9. Validation Placement

Validation belongs where the invariant is owned.

record EffectiveDateRange(LocalDate from, LocalDate to) {
    EffectiveDateRange {
        if (from == null) throw new NullPointerException("from");
        if (to == null) throw new NullPointerException("to");
        if (to.isBefore(from)) {
            throw new IllegalArgumentException("to must not be before from");
        }
    }

    boolean contains(LocalDate date) {
        return !date.isBefore(from) && !date.isAfter(to);
    }
}

Do not scatter range validation everywhere:

if (to.isBefore(from)) throw ... // repeated in many services

Centralize invariant in the type.

But avoid putting cross-aggregate/business workflow validation in small value objects.

Bad:

record OfficerId(UUID value) {
    OfficerId {
        // Do not call database here to check officer is active.
    }
}

A value object should validate its own shape/invariant, not external state.

10. Canonicalization vs Validation

Validation rejects bad input. Canonicalization transforms equivalent input into one representation.

record CountryCode(String value) {
    CountryCode {
        if (value == null) throw new NullPointerException("value");
        value = value.trim().toUpperCase(Locale.ROOT);
        if (!value.matches("[A-Z]{2}")) {
            throw new IllegalArgumentException("country code must be ISO-like alpha-2 shape");
        }
    }
}

Canonicalization must be intentional.

Danger:

record UserName(String value) {
    UserName {
        value = value.toLowerCase(); // may be wrong if username is case-sensitive
    }
}

Checklist:

  • Is input format case-sensitive?
  • Are leading zeros meaningful?
  • Is whitespace meaningful?
  • Is Unicode normalization required?
  • Does canonical form match DB unique index?
  • Does canonicalization lose legally relevant original input?

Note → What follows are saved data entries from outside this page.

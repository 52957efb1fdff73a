//! WebSocket session handle and event loop.
//!
//! A [`WsSession`] is the bridge-facing handle; a [`SessionDriver`] is the
//! future that owns the socket. They talk over an mpsc command channel, the
//! same way the local API talks to the event loop in a request/response
//! connection.
//!
//! # Event Loop
//!
//! The driver runs on a tokio runtime and handles:
//!
//! - Establishing the connection (accept or dial, optionally bounded)
//! - Incoming text frames, forwarded to the event sink in arrival order
//! - Outgoing writes, executed one at a time and flushed
//! - A single `on_close` when the stream ends for any reason

// ============================================================================
// Imports
// ============================================================================

use std::future::Future;
use std::sync::atomic::{AtomicBool, Ordering};
use std::sync::{Arc, Weak};
use std::time::Duration;

use futures_util::{SinkExt, StreamExt};
use parking_lot::Mutex;
use tokio::io::{AsyncRead, AsyncWrite};
use tokio::sync::{mpsc, oneshot};
use tokio::time::timeout;
use tokio_tungstenite::WebSocketStream;
use tokio_tungstenite::tungstenite::Message;
use tracing::{debug, error, info, trace, warn};
use url::Url;

use crate::error::{Error, Result, saturating_millis};
use crate::identifiers::SessionId;
use crate::options::BridgeOptions;

use super::server::PendingServer;
use super::{TransportEvents, TransportSession};

// ============================================================================
// Endpoint
// ============================================================================

/// Where the session's single connection attempt goes.
#[derive(Debug)]
pub enum Endpoint {
    /// Accept one client on a bound listener.
    Listen(PendingServer),
    /// Dial out to a WebSocket server.
    Dial(Url),
}

impl Endpoint {
    /// Creates a dial endpoint from a URL string.
    ///
    /// # Errors
    ///
    /// Returns [`Error::Config`] if the URL is invalid or not `ws`/`wss`.
    pub fn dial(url: &str) -> Result<Self> {
        let url = Url::parse(url).map_err(|e| Error::config(format!("Invalid URL {url}: {e}")))?;

        match url.scheme() {
            "ws" | "wss" => Ok(Self::Dial(url)),
            other => Err(Error::config(format!(
                "Unsupported scheme {other}, expected ws or wss"
            ))),
        }
    }
}

// ============================================================================
// SessionCommand
// ============================================================================

/// Internal commands for the event loop.
enum SessionCommand {
    /// Write one text frame and report the outcome.
    Send {
        text: String,
        reply_tx: oneshot::Sender<Result<()>>,
    },
    /// Close the connection.
    Close,
}

// ============================================================================
// Shared
// ============================================================================

/// State shared between the handle and the event loop.
struct Shared {
    id: SessionId,
    open: AtomicBool,
    sink: Mutex<Option<Weak<dyn TransportEvents>>>,
}

impl Shared {
    fn sink(&self) -> Option<Arc<dyn TransportEvents>> {
        self.sink.lock().as_ref().and_then(Weak::upgrade)
    }

    fn fire_open(&self) {
        self.open.store(true, Ordering::SeqCst);
        if let Some(sink) = self.sink() {
            sink.on_open();
        }
    }

    fn fire_message(&self, text: String) {
        match self.sink() {
            Some(sink) => sink.on_message(text),
            None => trace!(session = %self.id, "No event sink, message discarded"),
        }
    }

    fn fire_close(&self) {
        self.open.store(false, Ordering::SeqCst);
        if let Some(sink) = self.sink() {
            sink.on_close();
        }
    }
}

// ============================================================================
// WsSession
// ============================================================================

/// Handle to one WebSocket session.
///
/// Implements [`TransportSession`]. Cloning yields another handle to the
/// same session.
///
/// # Blocking
///
/// [`TransportSession::send_text`] parks the calling thread until the event
/// loop has written the frame. Call it from a plain thread, never from a
/// task running on the runtime that drives the session.
#[derive(Clone)]
pub struct WsSession {
    /// Channel for sending commands to the event loop.
    command_tx: mpsc::UnboundedSender<SessionCommand>,
    /// State shared with the event loop.
    shared: Arc<Shared>,
}

impl WsSession {
    /// Creates a not-yet-open session and the driver that will open it.
    ///
    /// Nothing happens on the network until the driver is polled.
    #[must_use]
    pub fn new(endpoint: Endpoint, options: BridgeOptions) -> (Self, SessionDriver) {
        let (command_tx, command_rx) = mpsc::unbounded_channel();
        let shared = Arc::new(Shared {
            id: SessionId::generate(),
            open: AtomicBool::new(false),
            sink: Mutex::new(None),
        });

        let driver = SessionDriver {
            endpoint,
            options,
            command_rx,
            shared: Arc::clone(&shared),
        };

        (Self { command_tx, shared }, driver)
    }

    /// Returns this session's identifier.
    #[inline]
    #[must_use]
    pub fn id(&self) -> SessionId {
        self.shared.id
    }
}

impl TransportSession for WsSession {
    fn set_event_sink(&self, sink: Weak<dyn TransportEvents>) {
        *self.shared.sink.lock() = Some(sink);
    }

    fn send_text(&self, text: &str) -> Result<()> {
        let (reply_tx, reply_rx) = oneshot::channel();

        self.command_tx
            .send(SessionCommand::Send {
                text: text.to_owned(),
                reply_tx,
            })
            .map_err(|_| Error::ConnectionClosed)?;

        reply_rx.blocking_recv().map_err(|_| Error::ConnectionClosed)?
    }

    fn close(&self) {
        if self.command_tx.send(SessionCommand::Close).is_err() {
            trace!(session = %self.shared.id, "Close requested after event loop exit");
        }
    }

    fn is_open(&self) -> bool {
        self.shared.open.load(Ordering::SeqCst)
    }
}

// ============================================================================
// SessionDriver
// ============================================================================

/// The event loop of one [`WsSession`].
///
/// Spawn [`SessionDriver::run`] on a tokio runtime after the event sink
/// has been registered.
pub struct SessionDriver {
    endpoint: Endpoint,
    options: BridgeOptions,
    command_rx: mpsc::UnboundedReceiver<SessionCommand>,
    shared: Arc<Shared>,
}

impl SessionDriver {
    /// Establishes the connection and runs the event loop to completion.
    ///
    /// Fires `on_close` exactly once before returning, including when the
    /// connection could not be established.
    pub async fn run(self) {
        let Self {
            endpoint,
            options,
            mut command_rx,
            shared,
        } = self;
        let config = options.websocket_config();

        let limit = options.establish_timeout;

        match endpoint {
            Endpoint::Listen(server) => {
                let accept = within(limit, server.accept(config));
                match until_close_requested(&mut command_rx, accept).await {
                    Some(Ok(ws_stream)) => {
                        Self::run_event_loop(ws_stream, command_rx, &shared).await;
                    }
                    Some(Err(e)) => warn!(session = %shared.id, error = %e, "Accept failed"),
                    None => debug!(session = %shared.id, "Accept abandoned"),
                }
            }
            Endpoint::Dial(url) => {
                let connect = async {
                    tokio_tungstenite::connect_async_with_config(url.as_str(), Some(config), false)
                        .await
                        .map(|(ws_stream, _)| ws_stream)
                        .map_err(|e| Error::connection(format!("Dial {url} failed: {e}")))
                };
                match until_close_requested(&mut command_rx, within(limit, connect)).await {
                    Some(Ok(ws_stream)) => {
                        info!(session = %shared.id, %url, "WebSocket connected");
                        Self::run_event_loop(ws_stream, command_rx, &shared).await;
                    }
                    Some(Err(e)) => warn!(session = %shared.id, error = %e, "Dial failed"),
                    None => debug!(session = %shared.id, "Dial abandoned"),
                }
            }
        }

        shared.fire_close();

        debug!(session = %shared.id, "Event loop terminated");
    }

    /// Event loop that handles WebSocket I/O.
    async fn run_event_loop<S>(
        ws_stream: WebSocketStream<S>,
        mut command_rx: mpsc::UnboundedReceiver<SessionCommand>,
        shared: &Shared,
    ) where
        S: AsyncRead + AsyncWrite + Unpin,
    {
        let id = shared.id;
        let (mut ws_write, mut ws_read) = ws_stream.split();

        shared.fire_open();

        loop {
            tokio::select! {
                // Incoming frames from the peer
                message = ws_read.next() => {
                    match message {
                        Some(Ok(Message::Text(text))) => {
                            trace!(session = %id, len = text.len(), "Text received");
                            shared.fire_message(text.as_str().to_owned());
                        }

                        Some(Ok(Message::Close(frame))) => {
                            debug!(session = %id, ?frame, "WebSocket closed by remote");
                            break;
                        }

                        Some(Err(e)) => {
                            error!(session = %id, error = %e, "WebSocket error");
                            break;
                        }

                        None => {
                            debug!(session = %id, "WebSocket stream ended");
                            break;
                        }

                        // Ignore Binary, Ping, Pong
                        _ => {}
                    }
                }

                // Commands from the session handle
                command = command_rx.recv() => {
                    match command {
                        Some(SessionCommand::Send { text, reply_tx }) => {
                            let result = ws_write
                                .send(Message::Text(text.into()))
                                .await
                                .map_err(Error::from);

                            match &result {
                                Ok(()) => trace!(session = %id, "Text sent"),
                                Err(e) => warn!(session = %id, error = %e, "Failed to send text"),
                            }

                            let _ = reply_tx.send(result);
                        }

                        Some(SessionCommand::Close) => {
                            debug!(session = %id, "Close requested");
                            let _ = ws_write.close().await;
                            break;
                        }

                        None => {
                            debug!(session = %id, "Command channel closed");
                            let _ = ws_write.close().await;
                            break;
                        }
                    }
                }
            }
        }
    }
}

// ============================================================================
// Helpers
// ============================================================================

/// Awaits `future`, bounded by `limit` when one is set.
async fn within<T>(limit: Option<Duration>, future: impl Future<Output = Result<T>>) -> Result<T> {
    match limit {
        Some(limit) => timeout(limit, future)
            .await
            .map_err(|_| Error::connection_timeout(saturating_millis(limit)))?,
        None => future.await,
    }
}

/// Drives `establish` unless a close is requested first.
///
/// Writes submitted before the connection exists are refused. Returns
/// `None` if the handle asked to close, or every handle was dropped.
async fn until_close_requested<T>(
    command_rx: &mut mpsc::UnboundedReceiver<SessionCommand>,
    establish: impl Future<Output = Result<T>>,
) -> Option<Result<T>> {
    let close_requested = async {
        while let Some(command) = command_rx.recv().await {
            match command {
                SessionCommand::Send { reply_tx, .. } => {
                    let _ = reply_tx.send(Err(Error::connection("Session not open")));
                }
                SessionCommand::Close => return,
            }
        }
    };

    tokio::select! {
        result = establish => Some(result),
        () = close_requested => None,
    }
}

// ============================================================================
// Tests
// ============================================================================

Sometimes store both original and canonical.

11. Equality Design

For records, equality uses all components. That is usually correct for simple value objects.

record Money(BigDecimal amount, Currency currency) {}

But BigDecimal.equals considers scale, so 1.0 and 1.00 are not equal. That may or may not be desired.

Safer canonicalization:

record Money(BigDecimal amount, Currency currency) {
    Money {
        if (amount == null) throw new NullPointerException("amount");
        if (currency == null) throw new NullPointerException("currency");
        amount = amount.setScale(currency.getDefaultFractionDigits(), RoundingMode.UNNECESSARY);
    }
}

Now equality becomes predictable if all amounts use canonical scale.

If equality cannot be component-based, use class.

12. Value Object and toString()

toString() can be:

  • canonical scalar representation
  • diagnostic representation
  • redacted representation

Do not mix them accidentally.

For harmless scalar value:

record CaseId(UUID value) {
    @Override
    public String toString() {
        return value.toString();
    }
}

For sensitive value:

record NationalId(String value) {
    @Override
    public String toString() {
        return "NationalId[****]";
    }
}

If you need canonical external representation, expose explicit method:

String asExternalString() {
    return value;
}

This avoids accidentally logging PII through toString().

13. Boundary Mapping

Domain type:

record EmailAddress(String value) {}

API DTO:

record ApplicantRequest(String email) {}

Mapping:

EmailAddress email = EmailAddress.parse(request.email());

Do not let external DTOs become your domain model:

record Applicant(String email) {} // weak domain

Boundary rule:

Convert raw external data into domain value objects as early as possible, and convert domain value objects back to scalar DTOs as late as possible.

14. Error Strategy

Value object creation can fail.

Options:

14.1 Throw Exception

Good for programmer error or trusted boundaries.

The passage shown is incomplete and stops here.